Grandma Annie's Kitchen Door
Annie's house, which probably has it roots in 1863 when the neighborhood was developed, grew higgledy-piggledy over the last decades of the 19th century, serving once as a general store with an owner's flat above and later, when Annie's father (known to longtime readers as Pépere) renovated the structure in 1930, a stately, two-flat house with little setback from Dunlap Avenue and Bellevue Street where they intersect in the heart of Frenchtown. Annie lived most of her adult life in the downstairs flat, but spent her childhood living upstairs.
The hallway that ran along one side of the downstairs flat included an exterior door that allowed us to enter and exit on Bellevue Street. The egg man and the man who sold peas and beans used this door. The hallway was cold and mostly unused in winter, except for vegetable storage. It connected Annie's heart-of-the-house kitchen with the back room, a sort of keeping room where my grandmother stored extra pots and pans in a large red bead-and-board cabinet, surely built by Pépere, as well as her sewing machine, her cheese box full of old recipes and her herb-drying rack.

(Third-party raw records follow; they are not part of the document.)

//! Host logging sink
//!
//! Lets the host mirror the core's structured logs into its own pipeline
//! (OSLog, Logcat, browser console, a log file).

use chrono::{DateTime, Utc};
use serde::{Deserialize, Serialize};
use std::collections::HashMap;

use crate::{error::Result, platform::PlatformSendSync};

/// Log level
#[derive(Debug, Clone, Copy, PartialEq, Eq, PartialOrd, Ord, Serialize, Deserialize)]
pub enum LogLevel {
    Trace,
    Debug,
    Info,
    Warn,
    Error,
}

impl LogLevel {
    /// Directive name understood by `EnvFilter`.
    pub fn as_filter_directive(&self) -> &'static str {
        match self {
            LogLevel::Trace => "trace",
            LogLevel::Debug => "debug",
            LogLevel::Info => "info",
            LogLevel::Warn => "warn",
            LogLevel::Error => "error",
        }
    }
}

/// Structured log entry
#[derive(Debug, Clone, Serialize, Deserialize)]
pub struct LogEntry {
    pub level: LogLevel,
    pub timestamp: DateTime<Utc>,
    /// Target module/component
    pub target: String,
    pub message: String,
    /// Structured fields recorded on the event
    pub fields: HashMap<String, String>,
    /// Name of the span the event was recorded in
    pub span_id: Option<String>,
}

impl LogEntry {
    pub fn new(level: LogLevel, target: impl Into<String>, message: impl Into<String>) -> Self {
        Self {
            level,
            timestamp: Utc::now(),
            target: target.into(),
            message: message.into(),
            fields: HashMap::new(),
            span_id: None,
        }
    }

    pub fn with_field(mut self, key: impl Into<String>, value: impl Into<String>) -> Self {
        self.fields.insert(key.into(), value.into());
        self
    }

    pub fn with_span_id(mut self, span_id: impl Into<String>) -> Self {
        self.span_id = Some(span_id.into());
        self
    }
}

/// Logger sink trait
///
/// Receives every log event that survives filtering. Implementations must
/// not block; the core forwards entries from a spawned task when a runtime
/// is available.
#[cfg_attr(target_arch = "wasm32", async_trait::async_trait(?Send))]
#[cfg_attr(not(target_arch = "wasm32"), async_trait::async_trait)]
pub trait LoggerSink: PlatformSendSync {
    /// Forward a log entry to the host logging system
    async fn log(&self, entry: LogEntry) -> Result<()>;

    /// Flush any buffered logs
    async fn flush(&self) -> Result<()> {
        Ok(())
    }

    /// Entries below this level are dropped before reaching the sink.
    fn min_level(&self) -> LogLevel {
        LogLevel::Info
    }
}

/// Sink printing to stdout, for development builds.
#[derive(Debug, Clone)]
pub struct ConsoleLogger {
    pub min_level: LogLevel,
}

impl Default for ConsoleLogger {
    fn default() -> Self {
        Self {
            min_level: LogLevel::Info,
        }
    }
}

#[cfg_attr(target_arch = "wasm32", async_trait::async_trait(?Send))]
#[cfg_attr(not(target_arch = "wasm32"), async_trait::async_trait)]
impl LoggerSink for ConsoleLogger {
    async fn log(&self, entry: LogEntry) -> Result<()> {
        if entry.level < self.min_level {
            return Ok(());
        }

        println!(
            "[{}] {:>5} {}: {}",
            entry.timestamp.format("%Y-%m-%d %H:%M:%S%.3f"),
            entry.level.as_filter_directive().to_uppercase(),
            entry.target,
            entry.message
        );

        if !entry.fields.is_empty() {
            println!("  Fields: {:?}", entry.fields);
        }
        Ok(())
    }

    fn min_level(&self) -> LogLevel {
        self.min_level
    }
}

#[cfg(test)]
mod tests {
    use super::*;

    #[test]
    fn test_log_entry_builder() {
        let entry = LogEntry::new(LogLevel::Info, "core_playback::model", "Provider swapped")
            .with_field("provider", "hls")
            .with_span_id("set_item");

        assert_eq!(entry.level, LogLevel::Info);
        assert_eq!(entry.target, "core_playback::model");
        assert_eq!(entry.fields.get("provider"), Some(&"hls".to_string()));
        assert_eq!(entry.span_id, Some("set_item".to_string()));
    }

    #[test]
    fn test_level_ordering() {
        assert!(LogLevel::Trace < LogLevel::Debug);
        assert!(LogLevel::Warn < LogLevel::Error);
        assert_eq!(LogLevel::Warn.as_filter_directive(), "warn");
    }

    #[tokio::test]
    async fn test_console_logger() {
        let logger = ConsoleLogger::default();
        let entry = LogEntry::new(LogLevel::Debug, "test", "below threshold");

        logger.log(entry).await.unwrap();
    }
}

The door between the kitchen and hallway was a heavy, 19th century model with two windows, painted a dark brown on one side and creamy white on the other. When the family who bought the house from my aunt nine years ago gutted the interior - bringing the structure into its third century and creating a comfortable one-family home - they gave the door to my sister. She uses it as garden art.
I think it looks charming in her garden, don't you? It's like having Grandma Annie with us.
Annie's sewing machine is now in my sister's living room, while Pépere's garden cabinet is part of mine. Once I've cleaned it out, I promise it will make its way into a post here.
In the upstairs flat, where my grandparents reared Annie and her siblings, Pépere built an early version of kitchen cabinet, with a flour or vegetable bin, utensil drawers and other conveniences that rival today's fashionable and efficient kitchens. I wish I had taken a photo of this kitchen before the house was sold.
No matter, for that kitchen lives on in my memories, too.
Comments
Having the door in Patty's garden made us feel Annie was with us. How she would have loved our little gathering!